Content starts
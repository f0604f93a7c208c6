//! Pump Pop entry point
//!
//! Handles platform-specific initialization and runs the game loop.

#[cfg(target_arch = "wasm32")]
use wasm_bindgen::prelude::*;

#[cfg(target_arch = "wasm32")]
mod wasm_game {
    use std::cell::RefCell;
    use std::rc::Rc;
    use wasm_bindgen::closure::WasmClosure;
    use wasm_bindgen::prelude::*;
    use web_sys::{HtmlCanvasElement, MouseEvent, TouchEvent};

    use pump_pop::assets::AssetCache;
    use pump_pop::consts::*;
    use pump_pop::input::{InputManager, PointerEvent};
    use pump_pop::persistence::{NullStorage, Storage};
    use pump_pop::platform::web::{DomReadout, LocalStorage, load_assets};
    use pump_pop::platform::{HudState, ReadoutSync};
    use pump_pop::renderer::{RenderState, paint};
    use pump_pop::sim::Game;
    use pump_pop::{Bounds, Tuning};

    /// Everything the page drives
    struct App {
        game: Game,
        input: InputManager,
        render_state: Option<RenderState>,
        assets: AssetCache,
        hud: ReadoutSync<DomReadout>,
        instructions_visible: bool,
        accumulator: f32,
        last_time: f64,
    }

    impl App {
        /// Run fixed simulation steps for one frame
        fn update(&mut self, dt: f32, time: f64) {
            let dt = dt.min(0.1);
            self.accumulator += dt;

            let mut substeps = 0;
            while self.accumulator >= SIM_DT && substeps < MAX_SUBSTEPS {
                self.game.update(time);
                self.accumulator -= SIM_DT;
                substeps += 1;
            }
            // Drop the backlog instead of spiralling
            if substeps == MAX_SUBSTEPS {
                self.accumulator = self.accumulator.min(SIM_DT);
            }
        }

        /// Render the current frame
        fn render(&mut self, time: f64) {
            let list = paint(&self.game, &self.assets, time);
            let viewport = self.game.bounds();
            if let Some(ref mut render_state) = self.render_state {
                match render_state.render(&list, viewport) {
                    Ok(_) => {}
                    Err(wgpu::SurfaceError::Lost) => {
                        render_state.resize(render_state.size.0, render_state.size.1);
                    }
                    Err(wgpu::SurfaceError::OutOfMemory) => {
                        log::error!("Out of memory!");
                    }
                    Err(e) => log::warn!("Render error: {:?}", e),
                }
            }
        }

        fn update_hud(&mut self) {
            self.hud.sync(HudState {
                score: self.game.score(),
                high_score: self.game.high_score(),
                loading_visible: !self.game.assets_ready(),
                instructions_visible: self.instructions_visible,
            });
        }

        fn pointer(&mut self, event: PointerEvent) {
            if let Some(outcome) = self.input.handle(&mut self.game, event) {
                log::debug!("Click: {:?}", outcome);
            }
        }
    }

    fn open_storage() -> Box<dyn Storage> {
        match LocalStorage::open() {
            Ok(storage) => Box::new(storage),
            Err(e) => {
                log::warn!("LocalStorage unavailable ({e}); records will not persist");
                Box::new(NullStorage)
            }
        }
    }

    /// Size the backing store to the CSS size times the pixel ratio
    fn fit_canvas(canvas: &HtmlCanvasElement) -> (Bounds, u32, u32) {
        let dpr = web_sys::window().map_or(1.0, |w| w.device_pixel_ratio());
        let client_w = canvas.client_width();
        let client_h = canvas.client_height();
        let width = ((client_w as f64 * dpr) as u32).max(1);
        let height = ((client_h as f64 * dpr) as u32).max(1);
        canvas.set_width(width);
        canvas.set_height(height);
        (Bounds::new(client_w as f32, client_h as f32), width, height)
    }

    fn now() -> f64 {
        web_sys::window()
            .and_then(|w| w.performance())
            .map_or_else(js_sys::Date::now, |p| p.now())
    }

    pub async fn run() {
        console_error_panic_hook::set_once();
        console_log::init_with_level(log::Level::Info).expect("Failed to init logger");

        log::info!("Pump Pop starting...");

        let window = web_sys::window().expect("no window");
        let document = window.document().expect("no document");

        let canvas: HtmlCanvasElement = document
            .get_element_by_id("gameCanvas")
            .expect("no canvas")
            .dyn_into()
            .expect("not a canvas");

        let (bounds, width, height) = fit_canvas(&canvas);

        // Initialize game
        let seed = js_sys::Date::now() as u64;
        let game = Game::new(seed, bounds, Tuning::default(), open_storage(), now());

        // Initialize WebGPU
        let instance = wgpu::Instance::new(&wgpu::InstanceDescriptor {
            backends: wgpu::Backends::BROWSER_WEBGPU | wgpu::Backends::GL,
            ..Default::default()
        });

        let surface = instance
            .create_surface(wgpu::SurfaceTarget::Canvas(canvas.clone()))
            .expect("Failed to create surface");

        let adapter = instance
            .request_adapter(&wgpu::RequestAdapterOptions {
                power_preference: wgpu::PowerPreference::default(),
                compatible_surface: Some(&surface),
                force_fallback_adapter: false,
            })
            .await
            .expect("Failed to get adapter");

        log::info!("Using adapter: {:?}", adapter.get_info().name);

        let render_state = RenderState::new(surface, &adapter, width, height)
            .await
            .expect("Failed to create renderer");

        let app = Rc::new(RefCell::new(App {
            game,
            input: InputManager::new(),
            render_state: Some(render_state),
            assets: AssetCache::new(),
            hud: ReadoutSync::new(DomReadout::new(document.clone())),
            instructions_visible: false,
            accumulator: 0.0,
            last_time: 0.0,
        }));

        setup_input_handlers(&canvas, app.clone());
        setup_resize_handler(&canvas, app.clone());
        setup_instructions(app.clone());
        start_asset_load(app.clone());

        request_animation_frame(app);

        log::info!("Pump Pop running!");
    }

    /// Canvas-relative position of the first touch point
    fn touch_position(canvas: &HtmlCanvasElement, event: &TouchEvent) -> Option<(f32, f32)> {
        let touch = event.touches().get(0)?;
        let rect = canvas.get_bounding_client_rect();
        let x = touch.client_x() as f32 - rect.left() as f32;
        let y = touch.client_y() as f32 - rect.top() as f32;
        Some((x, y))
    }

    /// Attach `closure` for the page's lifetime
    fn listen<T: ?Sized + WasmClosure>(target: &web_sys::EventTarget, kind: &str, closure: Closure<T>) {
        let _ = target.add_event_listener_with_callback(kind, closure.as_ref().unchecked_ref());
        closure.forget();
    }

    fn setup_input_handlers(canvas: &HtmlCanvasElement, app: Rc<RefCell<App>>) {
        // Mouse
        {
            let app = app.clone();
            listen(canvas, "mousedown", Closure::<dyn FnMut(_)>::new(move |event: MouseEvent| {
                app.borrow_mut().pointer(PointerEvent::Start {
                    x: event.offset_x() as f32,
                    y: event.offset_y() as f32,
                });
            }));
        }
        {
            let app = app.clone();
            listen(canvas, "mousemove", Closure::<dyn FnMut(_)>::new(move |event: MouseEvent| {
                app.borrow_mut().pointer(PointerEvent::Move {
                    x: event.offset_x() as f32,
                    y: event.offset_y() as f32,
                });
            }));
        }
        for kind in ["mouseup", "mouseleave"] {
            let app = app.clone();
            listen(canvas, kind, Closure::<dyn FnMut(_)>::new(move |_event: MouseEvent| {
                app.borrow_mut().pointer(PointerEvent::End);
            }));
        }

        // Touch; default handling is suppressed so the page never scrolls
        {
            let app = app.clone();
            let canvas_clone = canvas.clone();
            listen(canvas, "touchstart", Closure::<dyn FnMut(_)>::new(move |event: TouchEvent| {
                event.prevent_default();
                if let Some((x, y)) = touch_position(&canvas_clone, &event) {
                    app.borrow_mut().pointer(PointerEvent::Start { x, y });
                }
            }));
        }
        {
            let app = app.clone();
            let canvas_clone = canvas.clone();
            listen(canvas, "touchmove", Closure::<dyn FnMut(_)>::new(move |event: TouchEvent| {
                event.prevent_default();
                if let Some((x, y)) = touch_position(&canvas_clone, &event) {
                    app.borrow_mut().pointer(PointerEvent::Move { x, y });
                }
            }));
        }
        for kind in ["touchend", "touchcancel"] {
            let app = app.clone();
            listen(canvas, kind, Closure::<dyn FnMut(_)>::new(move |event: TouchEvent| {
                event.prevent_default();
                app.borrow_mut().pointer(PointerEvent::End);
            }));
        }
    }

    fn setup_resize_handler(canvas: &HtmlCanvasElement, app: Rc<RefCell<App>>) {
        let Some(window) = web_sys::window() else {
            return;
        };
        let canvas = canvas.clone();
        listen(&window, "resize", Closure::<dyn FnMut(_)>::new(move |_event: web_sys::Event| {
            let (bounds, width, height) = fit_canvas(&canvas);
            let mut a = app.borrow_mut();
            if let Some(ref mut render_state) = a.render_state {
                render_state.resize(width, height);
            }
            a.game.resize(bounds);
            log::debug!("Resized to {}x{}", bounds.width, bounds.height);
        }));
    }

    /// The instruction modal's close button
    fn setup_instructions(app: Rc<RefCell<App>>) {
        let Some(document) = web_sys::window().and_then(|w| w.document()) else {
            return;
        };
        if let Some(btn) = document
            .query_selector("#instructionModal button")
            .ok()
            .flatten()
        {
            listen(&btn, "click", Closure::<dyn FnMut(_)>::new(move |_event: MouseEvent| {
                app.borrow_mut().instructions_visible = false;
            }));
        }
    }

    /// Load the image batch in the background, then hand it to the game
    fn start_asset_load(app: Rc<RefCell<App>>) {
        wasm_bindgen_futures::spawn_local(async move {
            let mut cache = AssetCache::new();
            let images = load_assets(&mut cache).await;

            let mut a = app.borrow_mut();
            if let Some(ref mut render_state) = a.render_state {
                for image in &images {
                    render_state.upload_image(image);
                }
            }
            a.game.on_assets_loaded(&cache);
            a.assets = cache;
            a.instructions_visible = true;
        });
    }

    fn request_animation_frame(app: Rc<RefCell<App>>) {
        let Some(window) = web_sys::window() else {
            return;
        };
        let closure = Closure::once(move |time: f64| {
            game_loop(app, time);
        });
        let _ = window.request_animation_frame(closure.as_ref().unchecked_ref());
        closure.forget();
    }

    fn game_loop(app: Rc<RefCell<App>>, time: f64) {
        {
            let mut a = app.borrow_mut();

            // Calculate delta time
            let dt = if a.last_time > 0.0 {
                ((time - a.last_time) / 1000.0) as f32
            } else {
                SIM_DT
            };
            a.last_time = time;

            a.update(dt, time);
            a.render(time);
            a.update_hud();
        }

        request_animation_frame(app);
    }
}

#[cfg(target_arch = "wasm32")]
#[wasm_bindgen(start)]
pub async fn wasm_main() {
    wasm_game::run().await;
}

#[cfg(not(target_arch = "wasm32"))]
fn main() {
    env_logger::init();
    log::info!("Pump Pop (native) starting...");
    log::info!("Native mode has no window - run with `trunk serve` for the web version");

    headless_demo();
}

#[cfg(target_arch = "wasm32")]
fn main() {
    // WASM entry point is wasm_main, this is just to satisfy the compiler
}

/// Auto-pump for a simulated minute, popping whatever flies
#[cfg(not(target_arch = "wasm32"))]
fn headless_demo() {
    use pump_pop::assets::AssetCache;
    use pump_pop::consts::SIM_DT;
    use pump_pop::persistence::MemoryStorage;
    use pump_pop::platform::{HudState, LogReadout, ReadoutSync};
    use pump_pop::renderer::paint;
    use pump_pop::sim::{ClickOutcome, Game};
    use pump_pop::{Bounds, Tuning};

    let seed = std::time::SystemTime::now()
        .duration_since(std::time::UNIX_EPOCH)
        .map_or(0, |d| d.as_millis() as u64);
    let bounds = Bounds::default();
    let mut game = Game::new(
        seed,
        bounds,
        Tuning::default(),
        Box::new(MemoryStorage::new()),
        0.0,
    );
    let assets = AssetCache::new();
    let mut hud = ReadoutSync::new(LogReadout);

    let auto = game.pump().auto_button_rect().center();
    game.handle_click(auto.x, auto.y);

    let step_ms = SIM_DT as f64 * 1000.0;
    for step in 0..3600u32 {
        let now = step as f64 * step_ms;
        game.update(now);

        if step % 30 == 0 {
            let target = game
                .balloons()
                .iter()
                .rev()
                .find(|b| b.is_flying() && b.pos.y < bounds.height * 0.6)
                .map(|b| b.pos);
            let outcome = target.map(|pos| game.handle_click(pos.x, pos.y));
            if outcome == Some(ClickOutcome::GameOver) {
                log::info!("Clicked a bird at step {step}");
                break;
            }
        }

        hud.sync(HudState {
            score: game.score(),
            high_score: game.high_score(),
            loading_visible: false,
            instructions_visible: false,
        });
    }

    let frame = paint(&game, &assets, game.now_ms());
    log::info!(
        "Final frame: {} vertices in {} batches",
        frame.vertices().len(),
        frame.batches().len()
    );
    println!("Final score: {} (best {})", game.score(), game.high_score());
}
Content ends
(EXERCISE GOAL):
Search the records for the string "platform" and report each line that has it.

(SOLUTION):
//! Handles platform-specific initialization and runs the game loop.
    use pump_pop::platform::web::{DomReadout, LocalStorage, load_assets};
    use pump_pop::platform::{HudState, ReadoutSync};
    use pump_pop::platform::{HudState, LogReadout, ReadoutSync};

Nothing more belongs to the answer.